Accessible Machine Learning and Annotation with Zegami

There is an exceptionally common problem in business and research. Organisations sit upon vast veins of untapped gold, but lack the tools to mine it up. Picture a media company sitting proudly upon hoards of unannotated image and video sports data. Monetizing their images and videos means annotating them. Annotating them requires recognition. Typical resources thrown at such problems are:

  • An almost endless source of processing power – ranging from your personal laptop, to your tens of thousands of CPUs, GPUs and TPUs eagerly waiting in the cloud.
  • An incredibly powerful skill (that even children quickly master), recognition. The ability to, as a human, intuitively classify of objects or concepts within imagery and video content, or patterns within numerical data, with very little effort.

The problem is, people cannot leverage their processing power to quickly apply recognition to their specific tasks.

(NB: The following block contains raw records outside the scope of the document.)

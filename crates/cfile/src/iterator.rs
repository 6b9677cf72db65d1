//! Positional iteration over a column's values.
use std::{io::Cursor, ops::Range};

use binrw::BinRead;

use crate::{
    block::BlockData,
    format::{BlockPointer, DataBlockHeader},
    index::{IndexEntry, IndexTreeIterator},
    reader::{CFileReader, CorruptionError, Error, VarintReader},
};

/// A decoded and validated data block.
#[derive(Clone, Debug)]
struct DataBlock {
    pointer: BlockPointer,
    /// The block's value array.
    raw: BlockData,
    first_ordinal: u32,
    values: VarintReader,
}

impl DataBlock {
    /// Reads the data block that `entry` points to and checks that it holds
    /// exactly the ordinals that `entry` says it does.
    fn read(reader: &CFileReader, entry: &IndexEntry<u32>) -> Result<Self, Error> {
        let pointer = entry.pointer;
        let raw = reader.read_block(pointer)?;
        let header = DataBlockHeader::read_le(&mut Cursor::new(raw.as_slice()))
            .map_err(|error| CorruptionError::Binrw { pointer, error })?;

        let first = header.first_ordinal as u64;
        let end = first + header.n_values as u64;
        let expected = entry.range();
        if first != expected.start || end != expected.end {
            return Err(CorruptionError::DataBlockMismatch {
                pointer,
                first,
                end,
                expected_first: expected.start,
                expected_end: expected.end,
            }
            .into());
        }
        if header.value_varint.len() > size_of::<u32>() {
            return Err(CorruptionError::InvalidValueWidth {
                pointer,
                width: header.value_varint.len(),
            }
            .into());
        }

        // Keep only the value array, sharing the block's allocation.
        let n_values = header.n_values as usize;
        let values_offset = header.values_offset as usize;
        let values_raw = header
            .value_varint
            .len()
            .checked_mul(n_values)
            .and_then(|len| len.checked_add(values_offset))
            .and_then(|end| raw.sub_block(values_offset..end))
            .ok_or(CorruptionError::InvalidArray {
                block_size: raw.len(),
                offset: values_offset,
                count: n_values,
                each: header.value_varint.len(),
            })?;
        let values = VarintReader::new(&values_raw, header.value_varint, 0, n_values)?;
        Ok(Self {
            pointer,
            raw: values_raw,
            first_ordinal: header.first_ordinal,
            values,
        })
    }

    fn len(&self) -> usize {
        self.values.len()
    }

    fn extend_values(&self, range: Range<usize>, dst: &mut Vec<u32>) {
        // Values are at most 4 bytes wide, so they always fit.
        dst.extend(range.map(|index| self.values.get(&self.raw, index) as u32));
    }
}

#[derive(Clone)]
struct Position<'a> {
    idx_iter: IndexTreeIterator<'a, u32>,
    block: DataBlock,
    /// Index within `block` of the next value to return.  Equal to
    /// `block.len()` once the block is used up.
    offset: usize,
}

/// Iterator over the values of a column by ordinal position.
///
/// A new iterator is unpositioned.  Position it with
/// [`seek_to_ordinal`](Self::seek_to_ordinal), then read values with
/// [`get_next_values`](Self::get_next_values).  If either operation fails,
/// the iterator's position does not change.
pub struct CFileIterator<'a> {
    reader: &'a CFileReader,
    root: BlockPointer,
    position: Option<Position<'a>>,
}

impl<'a> CFileIterator<'a> {
    pub(crate) fn new(reader: &'a CFileReader, root: BlockPointer) -> Self {
        Self {
            reader,
            root,
            position: None,
        }
    }

    /// Positions the iterator so that the next value read is the one at
    /// `ordinal`.
    pub fn seek_to_ordinal(&mut self, ordinal: u32) -> Result<(), Error> {
        let mut idx_iter = match &self.position {
            Some(position) => position.idx_iter.clone(),
            None => IndexTreeIterator::new(self.reader, self.root, self.reader.n_rows() as u64),
        };
        let entry = idx_iter.seek_at_or_after(ordinal)?;
        let block = match &self.position {
            Some(position) if position.block.pointer == entry.pointer => position.block.clone(),
            _ => self.read_current_data_block(&idx_iter)?,
        };
        self.position = Some(Position {
            idx_iter,
            offset: (ordinal - block.first_ordinal) as usize,
            block,
        });
        Ok(())
    }

    fn read_current_data_block(
        &self,
        idx_iter: &IndexTreeIterator<'a, u32>,
    ) -> Result<DataBlock, Error> {
        match idx_iter.current_entry() {
            Some(entry) => DataBlock::read(self.reader, &entry),
            None => Err(Error::NotSeeked),
        }
    }

    /// Returns true if the iterator has been positioned.
    pub fn is_seeked(&self) -> bool {
        self.position.is_some()
    }

    /// Returns the ordinal of the next value that
    /// [`get_next_values`](Self::get_next_values) will return.  This is the
    /// number of rows in the column once every value has been read.
    ///
    /// # Panic
    ///
    /// Panics if the iterator is not positioned.
    pub fn current_ordinal(&self) -> u32 {
        let position = self
            .position
            .as_ref()
            .expect("CFileIterator::current_ordinal() called on unpositioned iterator");
        position.block.first_ordinal + position.offset as u32
    }

    /// Reads up to `n` values starting at the current position, crossing
    /// data block boundaries as needed, and advances past them.  Fewer than
    /// `n` values are returned only at the end of the column.
    pub fn get_next_values(&mut self, n: usize) -> Result<Vec<u32>, Error> {
        let Some(position) = &self.position else {
            return Err(Error::NotSeeked);
        };
        let mut position = position.clone();
        let remaining = self.reader.n_rows() - self.current_ordinal();
        let mut values = Vec::with_capacity(n.min(remaining as usize));
        while values.len() < n {
            if position.offset == position.block.len() {
                if !position.idx_iter.next()? {
                    break;
                }
                position.block = self.read_current_data_block(&position.idx_iter)?;
                position.offset = 0;
                continue;
            }
            let take = (n - values.len()).min(position.block.len() - position.offset);
            position
                .block
                .extend_values(position.offset..position.offset + take, &mut values);
            position.offset += take;
        }
        self.position = Some(position);
        Ok(values)
    }
}
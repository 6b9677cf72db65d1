//! [FileReader] implementation using POSIX positional reads.

use metrics::{counter, histogram};
use std::{
    fs::File,
    os::unix::fs::FileExt,
    path::{Path, PathBuf},
    sync::{
        atomic::{AtomicI64, Ordering},
        Arc,
    },
    time::Instant,
};
use tracing::debug;

use crate::{
    block::BlockLocation,
    error::StorageError,
    metrics::{describe_read_metrics, READS_FAILED, READS_SUCCESS, READ_LATENCY, TOTAL_BYTES_READ},
    FileReader,
};

/// A file on a local filesystem.
///
/// `pread` does not move a shared file cursor, so one `PosixReader` may be
/// used from any number of threads.
#[derive(Debug)]
pub struct PosixReader {
    file: File,
    path: PathBuf,
    /// File size.
    ///
    /// -1 if the file size is unknown.
    size: AtomicI64,
}

impl PosixReader {
    /// Opens `path` for reading.
    pub fn open<P: AsRef<Path>>(path: P) -> Result<Arc<Self>, StorageError> {
        describe_read_metrics();
        let path = path.as_ref().to_path_buf();
        let file = File::open(&path).map_err(|error| StorageError::Open {
            path: path.clone(),
            kind: error.kind(),
        })?;
        debug!("opened {}", path.display());
        Ok(Arc::new(Self {
            file,
            path,
            size: AtomicI64::new(-1),
        }))
    }

    /// Returns the path this reader was opened with.
    pub fn path(&self) -> &Path {
        &self.path
    }
}

impl FileReader for PosixReader {
    fn read_block(&self, location: BlockLocation) -> Result<Arc<[u8]>, StorageError> {
        let start = Instant::now();
        let mut buffer = vec![0u8; location.size];
        match self.file.read_exact_at(&mut buffer, location.offset) {
            Ok(()) => {
                counter!(TOTAL_BYTES_READ).increment(location.size as u64);
                counter!(READS_SUCCESS).increment(1);
                histogram!(READ_LATENCY).record(start.elapsed().as_secs_f64());
                Ok(buffer.into())
            }
            Err(e) => {
                counter!(READS_FAILED).increment(1);
                Err(e.into())
            }
        }
    }

    fn get_size(&self) -> Result<u64, StorageError> {
        let sz = self.size.load(Ordering::Relaxed);
        if sz >= 0 {
            Ok(sz as u64)
        } else {
            let sz = self.file.metadata()?.len();
            self.size.store(sz as i64, Ordering::Relaxed);
            Ok(sz)
        }
    }
}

Generic APIs exist to take rough stabs at these problem, but recognising “dogs” and “cats” isn’t going to help if you want to find, for example – your logo, in an image. You turn to hiring 10 people to work 9-5 hand annotating your stock. This slow form of torture results in some miserable people, a heap of your budget down the drain, and mediocre chunk of your ever-growing data pile annotated.

Zegami can solve this problem. Utilising bleeding edge machine learning techniques, you can recruit one person, not 10, to train a model to intuitively recognise your specific, bespoke classes in a matter of hours to an impressive degree of accuracy. Leveraging Transfer Learning (and matterport’s m-RCNN approach for those interested) to lower the amount of input required, creating an accurate model no longer requires the annotation of tens of thousands of images – you can be done in an afternoon. I recently demoed this approach. Here are the steps I took:

An Example The fine fellow with the hook and cleaver is Pudge, from the popular video game DoTA 2. You’ll find him equipped in a large variety of equally fine apparel and weapons. I would wager that, given a completely different image, you would be able to spot this pretty face from any angle, under a wide range of lighting conditions and environments. This is not an easy thing to do from a technological standpoint, it is your innate intuition that makes it seem so easy. It turns out, trying to make a robust “Pudge finder” program from scratch is exceptionally difficult.


It isn’t just his varying appearance that makes him complex. He appears in all sorts of environments, and plays out his role alongside over 100 other colourful characters on DoTA the playing field. The variation in his background and appearance make him a very difficult test case for training a machine capable of recognition.

Using the visualization and annotation tools available through Zegami, I rapidly annotated a handful of images containing Pudge, and trained a model to recognise him anywhere:

  • First, I uploaded my stockpile of images that contained Pudge.
  • Next, I designated a handful of these images for annotation and training using a quick drag-selection.
  • Using the cutting edge segmentation tools available in Zegami Amethyst, I annotated roughly 30 images. An example of this annotation process is given below. It uses an intelligent cutting algorithm that requires little input/time to produce high quality segmentation masks (seen in pink). “part-of-object” (green) and “not-part-of-object” (blue) paints allow you to tell the cutter what the object is/isn’t. With a few hints, it will cut out accurate annotations for you.
  • With a small annotated dataset at the ready, I carried out training using Zegami’s model training suite. At the press of a button, a few annotations are all you need to get started. Monitoring training progress and quality is easy with a few training readout monitors.
  • With my bespoke “Pudge” neural net trained, I let it loose on the rest of my unannotated images and viewed the results in a separate Zegami collection. There are a few false positives, but its not bad for creating a highly specific model in under an hour! The visual similarity clustering view even lets us pick out similar images. I wanted to find the examples of Pudge with the best looking gear: And there we have it – bespoke, powerful machine learning made simple!